In Spanish Sign Language it is translated with a sign that signifies “dream,” referring to Jacob’s dream at Bethel (see Genesis 28:10 and the following verses). (Source: Steve Parkhurst)

“Joseph” in Spanish Sign Language, source: Sociedad Bíblica de España

complete verse (Genesis 35:24)

Following are a number of back-translations as well as a sample translation for translators of Genesis 35:24:

  • Kankanaey: “Those moreover to-whom- Raquel -gave-birth, Jose and Benjamin.” (Source: Kankanaey Back Translation)
  • Newari: “From Rachel — Joseph and Benjamin.” (Source: Newari Back Translation)
  • Hiligaynon: “His children with Raquel were Jose and Benjamin.” (Source: Hiligaynon Back Translation)
  • English: “The sons of Rachel were Joseph and Benjamin.” (Source: Translation for Translators)

Translation commentary on Genesis 35:23 - 35:26

The sons of: in each case the word sons is plural in Hebrew; however, in some languages the plural is not used for small numbers like two, and it is necessary to say “two sons” for all the mothers except Leah. In translation the arrangement of the mothers and sons should be in the most natural style for this kind of text. In some languages this means saying, for example:

• Leah had six sons. Their names were Reuben, who was the first of Jacob’s sons, then Simeon, Levi, Judah, Issachar, and the youngest Zebulun.
Rachel had two sons. Their names were Joseph and Benjamin.
Bilhah, who was Rachel’s servant, had two sons. Their names were Dan and Naphtali.
Leah’s servant Zilpah also had two sons. Their names were Gad and Asher.
All of these were Jacob’s sons, and they were born in Mesopotamia.

The last statement includes Benjamin among the sons born in Mesopotamia.
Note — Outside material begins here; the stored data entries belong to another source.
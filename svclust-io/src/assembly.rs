use std::collections::BTreeMap;

use svclust_core::models::{Call, ReferenceMetadata, VariantKind, VariantType};

///
/// The final, ordered and numbered call set of a run.
///
/// Calls are sorted by reference contig order, then start, end, type and second
/// locus. Ids are `svclust.<TYPE>.<n>` with one counter per type, counted in
/// output order.
///
#[derive(Debug, Clone)]
pub struct CallSet {
    calls: Vec<Call>,
    reference: ReferenceMetadata,
}

/// Tie-breaker for calls at the same position: the second locus, if any.
fn partner_key(kind: &VariantKind) -> Option<(&str, u32, u32)> {
    match kind {
        VariantKind::Translocation { mate, .. } => Some((&mate.chr, mate.pos, mate.pos)),
        VariantKind::InsertionFrom { origin } => Some((&origin.chr, origin.start, origin.end)),
        _ => None,
    }
}

/// Type tag used in call ids.
pub fn id_tag(variant_type: VariantType) -> String {
    variant_type.label().replace(':', "_")
}

impl CallSet {
    pub fn assemble(mut calls: Vec<Call>, reference: &ReferenceMetadata) -> Self {
        calls.sort_by(|a, b| {
            (
                reference.sort_key(&a.chr),
                a.start,
                a.end,
                a.variant_type(),
                partner_key(&a.kind),
            )
                .cmp(&(
                    reference.sort_key(&b.chr),
                    b.start,
                    b.end,
                    b.variant_type(),
                    partner_key(&b.kind),
                ))
        });

        let mut counters: BTreeMap<VariantType, usize> = BTreeMap::new();
        let calls = calls
            .into_iter()
            .map(|call| {
                let variant_type = call.variant_type();
                let counter = counters.entry(variant_type).or_insert(0);
                *counter += 1;
                let id = format!("svclust.{}.{}", id_tag(variant_type), counter);
                call.with_id(id)
            })
            .collect();

        CallSet {
            calls,
            reference: reference.clone(),
        }
    }

    pub fn calls(&self) -> &[Call] {
        &self.calls
    }

    pub fn reference(&self) -> &ReferenceMetadata {
        &self.reference
    }

    pub fn iter(&self) -> impl Iterator<Item = &Call> {
        self.calls.iter()
    }

    pub fn len(&self) -> usize {
        self.calls.len()
    }

    pub fn is_empty(&self) -> bool {
        self.calls.is_empty()
    }
}

#[cfg(test)]
mod tests {
    use super::*;

    use crate::tests_support::call;
    use pretty_assertions::assert_eq;
    use rstest::*;
    use svclust_core::models::{Breakend, Contig, Orientation};

    #[fixture]
    fn reference() -> ReferenceMetadata {
        ReferenceMetadata::from_contigs(vec![
            Contig {
                name: "chr2".to_string(),
                length: 100_000,
            },
            Contig {
                name: "chr1".to_string(),
                length: 100_000,
            },
        ])
    }

    #[rstest]
    fn test_order_follows_reference(reference: ReferenceMetadata) {
        let calls = vec![
            call("chr1", 500, 900, VariantKind::Deletion),
            call("chrUn", 10, 20, VariantKind::Deletion),
            call("chr2", 7000, 7000, VariantKind::Insertion { length: 50 }),
            call("chr1", 100, 300, VariantKind::Deletion),
            call("chr2", 100, 400, VariantKind::Inversion { orientation: None }),
        ];

        let set = CallSet::assemble(calls, &reference);
        let order: Vec<(String, u32)> = set.iter().map(|c| (c.chr.clone(), c.start)).collect();
        assert_eq!(
            order,
            vec![
                ("chr2".to_string(), 100),
                ("chr2".to_string(), 7000),
                ("chr1".to_string(), 100),
                ("chr1".to_string(), 500),
                ("chrUn".to_string(), 10),
            ]
        );

        let ids: Vec<&str> = set.iter().filter_map(|c| c.id.as_deref()).collect();
        assert_eq!(
            ids,
            vec![
                "svclust.INV.1",
                "svclust.INS.1",
                "svclust.DEL.1",
                "svclust.DEL.2",
                "svclust.DEL.3"
            ]
        );
    }

    #[rstest]
    fn test_translocations_order_by_mate(reference: ReferenceMetadata) {
        let bnd = |mate_chr: &str, mate_pos: u32| VariantKind::Translocation {
            mate: Breakend::new(mate_chr, mate_pos),
            orientation: Orientation::Forward,
            mate_orientation: Orientation::Forward,
        };
        let calls = vec![
            call("chr1", 500, 500, bnd("chr3", 900)),
            call("chr1", 500, 500, bnd("chr2", 900)),
        ];

        let set = CallSet::assemble(calls, &reference);
        let mates: Vec<String> = set
            .iter()
            .map(|c| match &c.kind {
                VariantKind::Translocation { mate, .. } => mate.chr.clone(),
                _ => String::new(),
            })
            .collect();
        assert_eq!(mates, vec!["chr2", "chr3"]);
        assert_eq!(set.calls()[1].id.as_deref(), Some("svclust.BND.2"));
    }
}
However, this chapter makes clear that he was born in Canaan. Interpreters usually accept that the birth account of Benjamin in verses 16-21 is from a different tradition than the list of sons in verses 22-26.

Quoted with permission from Reyburn, William D. and Fry, Euan McG. A Handbook on Genesis. (UBS Helps for Translators). New York: UBS, 1997. For this and other handbooks for translators see here .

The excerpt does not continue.